Baca berita tanpa iklan. Gabung Kompas.com+
Salin Artikel

Pro-Kontra Anugerah Nobel

Nisbi

Kenisbian memang melekat pada penghargaan. Terhadap hal yang tidak bisa diukur, maka MURI membatasi diri hanya memberikan anugerah bagi kepalingan yang bisa diukur.

Semisal paling panjang, paling pendek, paling besar, paling kecil, paling ringan, paling berat, paling cepat, paling lambat serta paling pertama.

Maka rekor MURI untuk Bung Karno sebagai presiden pertama Republik Indonesia atau Ibu Mega sebagai perempuan pertama yang menjadi presiden Republik Indonesia atau Mbak Puan sebagai perempuan pertama berperan sebagai Ketua Umum Dewan Perwakilan Rakyat Indonesia kekal abadi sampai akhir jaman.
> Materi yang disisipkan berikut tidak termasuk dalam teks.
// SPDX-License-Identifier: Apache-2.0 OR MIT
// Copyright (c) 2025-2026 naskel.com

//! POSIX shared memory segment management.
//!
//! Provides safe wrappers around `shm_open`, `ftruncate`, `fstat` and `mmap`
//! for creating/attaching and mapping shared memory segments.
//!
//! # Segment Lifecycle
//!
//! 1. The writer calls `ShmSegment::create()` (creates, or attaches if the name exists)
//! 2. Readers call `ShmSegment::open()` (attach only)
//! 3. Segments are unmapped on drop
//! 4. The owner calls `ShmSegment::unlink()` on teardown
//!
//! # Naming Convention
//!
//! POSIX names start with `/` and contain no other `/`. Keys such as
//! `JF07T32V01-3` are accepted and normalized to `/JF07T32V01-3`.

use super::{Result, StoreError};
use std::ffi::CString;
use std::io;
use std::ptr;

/// Permission bits for new segments (owner and group read/write).
const SEGMENT_MODE: libc::mode_t = 0o660;

/// POSIX shared memory segment wrapper.
///
/// Automatically unmaps the memory region on drop.
/// Does NOT automatically unlink the segment (caller's responsibility).
pub struct ShmSegment {
    /// Pointer to mapped memory region
    ptr: *mut u8,
    /// Size of the mapping
    size: usize,
    /// Normalized segment name (for unlink)
    name: String,
}

// SAFETY: ShmSegment points to a MAP_SHARED mapping that lives until drop.
// It owns no thread-affine state; concurrent access rules are enforced by the
// types built on top of it (single writer per store, atomics in the notifier).
unsafe impl Send for ShmSegment {}
unsafe impl Sync for ShmSegment {}

impl ShmSegment {
    /// Create a shared memory segment, or attach to it if it already exists.
    ///
    /// A fresh segment is sized to `size` bytes (kernel zero-filled). An existing
    /// segment must not be larger than `size`; a smaller one is grown.
    ///
    /// # Errors
    ///
    /// Returns error if the name is invalid or if open, resize or mapping fails.
    pub fn create(name: &str, size: usize) -> Result<Self> {
        let name = Self::normalize_name(name)?;
        if size == 0 {
            return Err(StoreError::InvalidGeometry("segment size is zero".into()));
        }

        let c_name = CString::new(name.as_str()).map_err(|_| StoreError::InvalidName(name.clone()))?;

        // SAFETY:
        // - c_name is a valid null-terminated CString created above
        // - O_CREAT|O_RDWR creates the segment or opens the existing one
        // - SEGMENT_MODE is a valid permission mask
        // - shm_open returns a valid fd on success or -1 on error (checked below)
        let fd = unsafe { libc::shm_open(c_name.as_ptr(), libc::O_CREAT | libc::O_RDWR, SEGMENT_MODE) };

        if fd < 0 {
            return Err(StoreError::SegmentCreate(io::Error::last_os_error()));
        }

        let existing = match fd_size(fd) {
            Ok(len) => len,
            Err(err) => {
                // SAFETY: fd is valid from shm_open and is not used after this point
                unsafe { libc::close(fd) };
                return Err(StoreError::SegmentCreate(err));
            }
        };

        if existing > size {
            // SAFETY: fd is valid from shm_open and is not used after this point
            unsafe { libc::close(fd) };
            return Err(StoreError::SizeMismatch {
                name,
                expected: size,
                actual: existing,
            });
        }

        if existing < size {
            // SAFETY:
            // - fd is a valid file descriptor from the successful shm_open call above
            // - size fits in off_t for any mapping the process could hold
            let ret = unsafe { libc::ftruncate(fd, size as libc::off_t) };
            if ret < 0 {
                let err = io::Error::last_os_error();
                // SAFETY: fd is still valid; error path, fd is not reused
                unsafe { libc::close(fd) };
                return Err(StoreError::SegmentResize(err));
            }
        }

        let ptr = map_fd(fd, size);

        // SAFETY: fd is valid; the mapping (if any) keeps its own reference
        unsafe { libc::close(fd) };

        let ptr = ptr?;

        log::debug!(
            "[STORE] segment {} mapped size={} (existing={})",
            name,
            size,
            existing
        );

        Ok(Self { ptr, size, name })
    }

    /// Attach to an existing shared memory segment.
    ///
    /// # Errors
    ///
    /// Returns `NotFound` if no segment has this name, `SizeMismatch` if it is
    /// smaller than `size`, or an open/mapping error.
    pub fn open(name: &str, size: usize) -> Result<Self> {
        let name = Self::normalize_name(name)?;
        if size == 0 {
            return Err(StoreError::InvalidGeometry("segment size is zero".into()));
        }

        let c_name = CString::new(name.as_str()).map_err(|_| StoreError::InvalidName(name.clone()))?;

        // SAFETY:
        // - c_name is a valid null-terminated CString created above
        // - O_RDWR opens an existing segment for read/write; mode is ignored
        let fd = unsafe { libc::shm_open(c_name.as_ptr(), libc::O_RDWR, 0) };

        if fd < 0 {
            let err = io::Error::last_os_error();
            if err.kind() == io::ErrorKind::NotFound {
                return Err(StoreError::NotFound(name));
            }
            return Err(StoreError::SegmentOpen(err));
        }

        let actual = match fd_size(fd) {
            Ok(len) => len,
            Err(err) => {
                // SAFETY: fd is valid from shm_open and is not used after this point
                unsafe { libc::close(fd) };
                return Err(StoreError::SegmentOpen(err));
            }
        };

        if actual < size {
            // SAFETY: fd is valid from shm_open and is not used after this point
            unsafe { libc::close(fd) };
            return Err(StoreError::SizeMismatch {
                name,
                expected: size,
                actual,
            });
        }

        let ptr = map_fd(fd, size);

        // SAFETY: fd is valid; the mapping (if any) keeps its own reference
        unsafe { libc::close(fd) };

        Ok(Self {
            ptr: ptr?,
            size,
            name,
        })
    }

    /// Validate a key and turn it into a POSIX shm name.
    pub(crate) fn normalize_name(name: &str) -> Result<String> {
        let body = name.strip_prefix('/').unwrap_or(name);
        if body.is_empty() {
            return Err(StoreError::InvalidName(name.to_string()));
        }
        if body.contains('/') {
            return Err(StoreError::InvalidName(format!(
                "Segment name cannot contain '/' after prefix: {name}"
            )));
        }
        if body.len() > 254 {
            return Err(StoreError::InvalidName(format!(
                "Segment name too long (max 255): {name}"
            )));
        }
        Ok(format!("/{body}"))
    }

    /// Unlink (delete) a shared memory segment by name.
    ///
    /// The segment disappears once every process has unmapped it.
    ///
    /// # Errors
    ///
    /// Returns error if unlink fails (segment not found is not an error).
    pub fn unlink(name: &str) -> Result<()> {
        let name = Self::normalize_name(name)?;
        let c_name = CString::new(name.as_str()).map_err(|_| StoreError::InvalidName(name.clone()))?;

        // SAFETY:
        // - c_name is a valid null-terminated CString created above
        // - shm_unlink only affects the shm namespace
        let ret = unsafe { libc::shm_unlink(c_name.as_ptr()) };

        if ret < 0 {
            let err = io::Error::last_os_error();
            // Not found is OK (idempotent cleanup)
            if err.kind() != io::ErrorKind::NotFound {
                return Err(StoreError::SegmentUnlink(err));
            }
        }

        Ok(())
    }

    /// Check if a segment with the given name exists
    #[must_use]
    pub fn exists(name: &str) -> bool {
        let Ok(name) = Self::normalize_name(name) else {
            return false;
        };
        let Ok(c_name) = CString::new(name) else {
            return false;
        };

        // SAFETY:
        // - c_name is a valid null-terminated CString created above
        // - O_RDONLY is a valid flag for an existence check
        let fd = unsafe { libc::shm_open(c_name.as_ptr(), libc::O_RDONLY, 0) };

        if fd >= 0 {
            // SAFETY: fd is valid (>= 0) and not used after this point
            unsafe { libc::close(fd) };
            true
        } else {
            false
        }
    }

    /// Get raw pointer to the mapped memory
    #[inline]
    #[must_use]
    pub fn as_ptr(&self) -> *mut u8 {
        self.ptr
    }

    /// Get the size of the mapping
    #[inline]
    #[must_use]
    pub fn size(&self) -> usize {
        self.size
    }

    /// Get the normalized segment name
    #[inline]
    #[must_use]
    pub fn name(&self) -> &str {
        &self.name
    }
}

impl Drop for ShmSegment {
    fn drop(&mut self) {
        // SAFETY:
        // - self.ptr was obtained from a successful mmap in create() or open()
        // - self.size is the exact size passed to mmap
        // - Drop runs once, so the region has not been unmapped before
        unsafe {
            libc::munmap(self.ptr as *mut libc::c_void, self.size);
        }
    }
}

/// Current size of the object behind `fd`.
fn fd_size(fd: libc::c_int) -> io::Result<usize> {
    // SAFETY: an all-zero stat is a valid value for this plain C struct
    let mut stat: libc::stat = unsafe { std::mem::zeroed() };
    // SAFETY: fd is a valid descriptor and stat points to writable memory
    let ret = unsafe { libc::fstat(fd, &mut stat) };
    if ret < 0 {
        return Err(io::Error::last_os_error());
    }
    Ok(stat.st_size.max(0) as usize)
}

/// Map `size` bytes of `fd` read/write and shared.
fn map_fd(fd: libc::c_int, size: usize) -> Result<*mut u8> {
    // SAFETY:
    // - Null address lets the kernel choose the placement
    // - PROT_READ|PROT_WRITE with MAP_SHARED gives a writable mapping visible to
    //   other processes
    // - fd is a valid shm descriptor at least `size` bytes long (checked by callers)
    // - mmap returns MAP_FAILED on error (checked below)
    let ptr = unsafe {
        libc::mmap(
            ptr::null_mut(),
            size,
            libc::PROT_READ | libc::PROT_WRITE,
            libc::MAP_SHARED,
            fd,
            0,
        )
    };

    if ptr == libc::MAP_FAILED {
        return Err(StoreError::Mmap(io::Error::last_os_error()));
    }

    Ok(ptr as *mut u8)
}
Kecuali ada yang mampu dan mau membuktikan ada yang lebih pertama.

Mahakarya

Pada hakikatnya sifat anugerah MURI dan Nobel beda dalam hal kaidah ukuran.

Beda dari MURI, sifat anugerah Nobel justru terbatas pada hal yang nisbi akibat tidak bisa diukur seperti mahakarya sains mau pun sastra disusul dengan politik dengan kedok istilah “perdamaian”.

Maka dua perihal melekat pada anugerah Nobel. Pertama pasti rawan menimbulkan pro dan kontra.

Mahakarya sains mustahil dikatakan bahwa mahakarya sains yang ini lebih hebat, maka lebih layak ketimbang mahakarya sains yang itu memperoleh anugerah Nobel.

Kenisbian juga melekat pada anugerah Nobel untuk sastra. Akibat kesadaran terhadap kenisbian tersebut, maka Jean Paul Sartre menolak anugerah Nobel untuk dirinya sendiri.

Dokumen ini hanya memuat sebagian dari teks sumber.